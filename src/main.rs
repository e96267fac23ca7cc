//! Heartbridge Backend Server
//!
//! REST API server for Heartbridge users and matchmaking profiles.

use heartbridge_backend::api::create_router;
use heartbridge_backend::config::Config;
use heartbridge_backend::db::{Gender, Profile, User};
use heartbridge_backend::error::ErrorResponse;
use heartbridge_backend::models::{
    CreateProfileRequest, CreateUserRequest, DatabaseStatus, HealthResponse, MessageResponse,
    ProfilesListResponse, UsersListResponse,
};
use heartbridge_backend::state::AppState;
use std::sync::Arc;
use tokio::net::TcpListener;
use tokio::signal;
use tower_http::cors::{Any, CorsLayer};
use tower_http::trace::TraceLayer;
use tracing::{error, info, warn};
use tracing_subscriber::{layer::SubscriberExt, util::SubscriberInitExt};
use utoipa::OpenApi;
use utoipa_swagger_ui::SwaggerUi;

/// OpenAPI documentation.
#[derive(OpenApi)]
#[openapi(
    paths(
        heartbridge_backend::api::handlers::root,
        heartbridge_backend::api::handlers::health_check,
        heartbridge_backend::api::users::create_user,
        heartbridge_backend::api::users::get_user,
        heartbridge_backend::api::users::list_users,
        heartbridge_backend::api::users::update_user,
        heartbridge_backend::api::users::delete_user,
        heartbridge_backend::api::profiles::create_profile,
        heartbridge_backend::api::profiles::get_profile,
        heartbridge_backend::api::profiles::list_profiles,
        heartbridge_backend::api::profiles::update_profile,
        heartbridge_backend::api::profiles::delete_profile,
    ),
    components(
        schemas(
            User,
            Profile,
            Gender,
            CreateUserRequest,
            CreateProfileRequest,
            UsersListResponse,
            ProfilesListResponse,
            MessageResponse,
            HealthResponse,
            DatabaseStatus,
            ErrorResponse,
        )
    ),
    tags(
        (name = "Root", description = "Welcome endpoint"),
        (name = "Health", description = "Health check endpoints"),
        (name = "Users", description = "User account management"),
        (name = "Profiles", description = "Matchmaking profile management"),
    ),
    info(
        title = "Heartbridge API",
        version = "0.1.0",
        description = "REST API for Heartbridge users and profiles",
        license(name = "MIT")
    )
)]
struct ApiDoc;

#[tokio::main]
async fn main() -> anyhow::Result<()> {
    // Variables already set in the environment take precedence over .env
    dotenvy::dotenv().ok();

    // Initialize tracing
    tracing_subscriber::registry()
        .with(
            tracing_subscriber::EnvFilter::try_from_default_env()
                .unwrap_or_else(|_| "info,tower_http=debug".into()),
        )
        .with(tracing_subscriber::fmt::layer())
        .init();

    let config = Config::from_env()?;
    let addr = config.server.bind_address();

    // Create application state
    let state = Arc::new(AppState::new(config));

    // Connect at startup; requests retry initialization if this fails
    match state.pools.initialize().await {
        Ok(pool) => info!(max_connections = pool.max_connections(), "Database ready"),
        Err(e) => warn!(error = %e, "Database unavailable at startup, will retry on demand"),
    }

    info!("Starting Heartbridge Backend on {}", addr);
    info!("Swagger UI available at http://{}/swagger-ui/", addr);

    // Configure CORS
    let cors = CorsLayer::new()
        .allow_origin(Any)
        .allow_methods(Any)
        .allow_headers(Any);

    // Build the router
    let app = create_router(Arc::clone(&state))
        .merge(SwaggerUi::new("/swagger-ui").url("/api-docs/openapi.json", ApiDoc::openapi()))
        .layer(cors)
        .layer(TraceLayer::new_for_http());

    // Start the server
    let listener = TcpListener::bind(&addr).await?;
    info!("Listening on {}", addr);

    axum::serve(listener, app)
        .with_graceful_shutdown(shutdown_signal())
        .await?;

    state.pools.shutdown().await;
    info!("Server shutdown complete");

    Ok(())
}

/// Resolves on Ctrl+C or SIGTERM.
async fn shutdown_signal() {
    let ctrl_c = async {
        if let Err(e) = signal::ctrl_c().await {
            error!(error = %e, "Failed to listen for Ctrl+C");
            std::future::pending::<()>().await;
        }
    };

    #[cfg(unix)]
    let terminate = async {
        match signal::unix::signal(signal::unix::SignalKind::terminate()) {
            Ok(mut stream) => {
                stream.recv().await;
            }
            Err(e) => {
                error!(error = %e, "Failed to install SIGTERM handler");
                std::future::pending::<()>().await;
            }
        }
    };

    #[cfg(not(unix))]
    let terminate = std::future::pending::<()>();

    tokio::select! {
        _ = ctrl_c => {
            info!("Received Ctrl+C, initiating graceful shutdown");
        }
        _ = terminate => {
            info!("Received SIGTERM, initiating graceful shutdown");
        }
    }
}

◆ ◆ ◆ ◆

Above are some records; repeat all of them exactly.

filename src/main.rs
repository e96267fac23ca7cc
//! Heartbridge Backend Server
//!
//! REST API server for Heartbridge users and matchmaking profiles.

use heartbridge_backend::api::create_router;
use heartbridge_backend::config::Config;
use heartbridge_backend::db::{Gender, Profile, User};
use heartbridge_backend::error::ErrorResponse;
use heartbridge_backend::models::{
    CreateProfileRequest, CreateUserRequest, DatabaseStatus, HealthResponse, MessageResponse,
    ProfilesListResponse, UsersListResponse,
};
use heartbridge_backend::state::AppState;
use std::sync::Arc;
use tokio::net::TcpListener;
use tokio::signal;
use tower_http::cors::{Any, CorsLayer};
use tower_http::trace::TraceLayer;
use tracing::{error, info, warn};
use tracing_subscriber::{layer::SubscriberExt, util::SubscriberInitExt};
use utoipa::OpenApi;
use utoipa_swagger_ui::SwaggerUi;

/// OpenAPI documentation.
#[derive(OpenApi)]
#[openapi(
    paths(
        heartbridge_backend::api::handlers::root,
        heartbridge_backend::api::handlers::health_check,
        heartbridge_backend::api::users::create_user,
        heartbridge_backend::api::users::get_user,
        heartbridge_backend::api::users::list_users,
        heartbridge_backend::api::users::update_user,
        heartbridge_backend::api::users::delete_user,
        heartbridge_backend::api::profiles::create_profile,
        heartbridge_backend::api::profiles::get_profile,
        heartbridge_backend::api::profiles::list_profiles,
        heartbridge_backend::api::profiles::update_profile,
        heartbridge_backend::api::profiles::delete_profile,
    ),
    components(
        schemas(
            User,
            Profile,
            Gender,
            CreateUserRequest,
            CreateProfileRequest,
            UsersListResponse,
            ProfilesListResponse,
            MessageResponse,
            HealthResponse,
            DatabaseStatus,
            ErrorResponse,
        )
    ),
    tags(
        (name = "Root", description = "Welcome endpoint"),
        (name = "Health", description = "Health check endpoints"),
        (name = "Users", description = "User account management"),
        (name = "Profiles", description = "Matchmaking profile management"),
    ),
    info(
        title = "Heartbridge API",
        version = "0.1.0",
        description = "REST API for Heartbridge users and profiles",
        license(name = "MIT")
    )
)]
struct ApiDoc;

#[tokio::main]
async fn main() -> anyhow::Result<()> {
    // Variables already set in the environment take precedence over .env
    dotenvy::dotenv().ok();

    // Initialize tracing
    tracing_subscriber::registry()
        .with(
            tracing_subscriber::EnvFilter::try_from_default_env()
                .unwrap_or_else(|_| "info,tower_http=debug".into()),
        )
        .with(tracing_subscriber::fmt::layer())
        .init();

    let config = Config::from_env()?;
    let addr = config.server.bind_address();

    // Create application state
    let state = Arc::new(AppState::new(config));

    // Connect at startup; requests retry initialization if this fails
    match state.pools.initialize().await {
        Ok(pool) => info!(max_connections = pool.max_connections(), "Database ready"),
        Err(e) => warn!(error = %e, "Database unavailable at startup, will retry on demand"),
    }

    info!("Starting Heartbridge Backend on {}", addr);
    info!("Swagger UI available at http://{}/swagger-ui/", addr);

    // Configure CORS
    let cors = CorsLayer::new()
        .allow_origin(Any)
        .allow_methods(Any)
        .allow_headers(Any);

    // Build the router
    let app = create_router(Arc::clone(&state))
        .merge(SwaggerUi::new("/swagger-ui").url("/api-docs/openapi.json", ApiDoc::openapi()))
        .layer(cors)
        .layer(TraceLayer::new_for_http());

    // Start the server
    let listener = TcpListener::bind(&addr).await?;
    info!("Listening on {}", addr);

    axum::serve(listener, app)
        .with_graceful_shutdown(shutdown_signal())
        .await?;

    state.pools.shutdown().await;
    info!("Server shutdown complete");

    Ok(())
}

/// Resolves on Ctrl+C or SIGTERM.
async fn shutdown_signal() {
    let ctrl_c = async {
        if let Err(e) = signal::ctrl_c().await {
            error!(error = %e, "Failed to listen for Ctrl+C");
            std::future::pending::<()>().await;
        }
    };

    #[cfg(unix)]
    let terminate = async {
        match signal::unix::signal(signal::unix::SignalKind::terminate()) {
            Ok(mut stream) => {
                stream.recv().await;
            }
            Err(e) => {
                error!(error = %e, "Failed to install SIGTERM handler");
                std::future::pending::<()>().await;
            }
        }
    };

    #[cfg(not(unix))]
    let terminate = std::future::pending::<()>();

    tokio::select! {
        _ = ctrl_c => {
            info!("Received Ctrl+C, initiating graceful shutdown");
        }
        _ = terminate => {
            info!("Received SIGTERM, initiating graceful shutdown");
        }
    }
}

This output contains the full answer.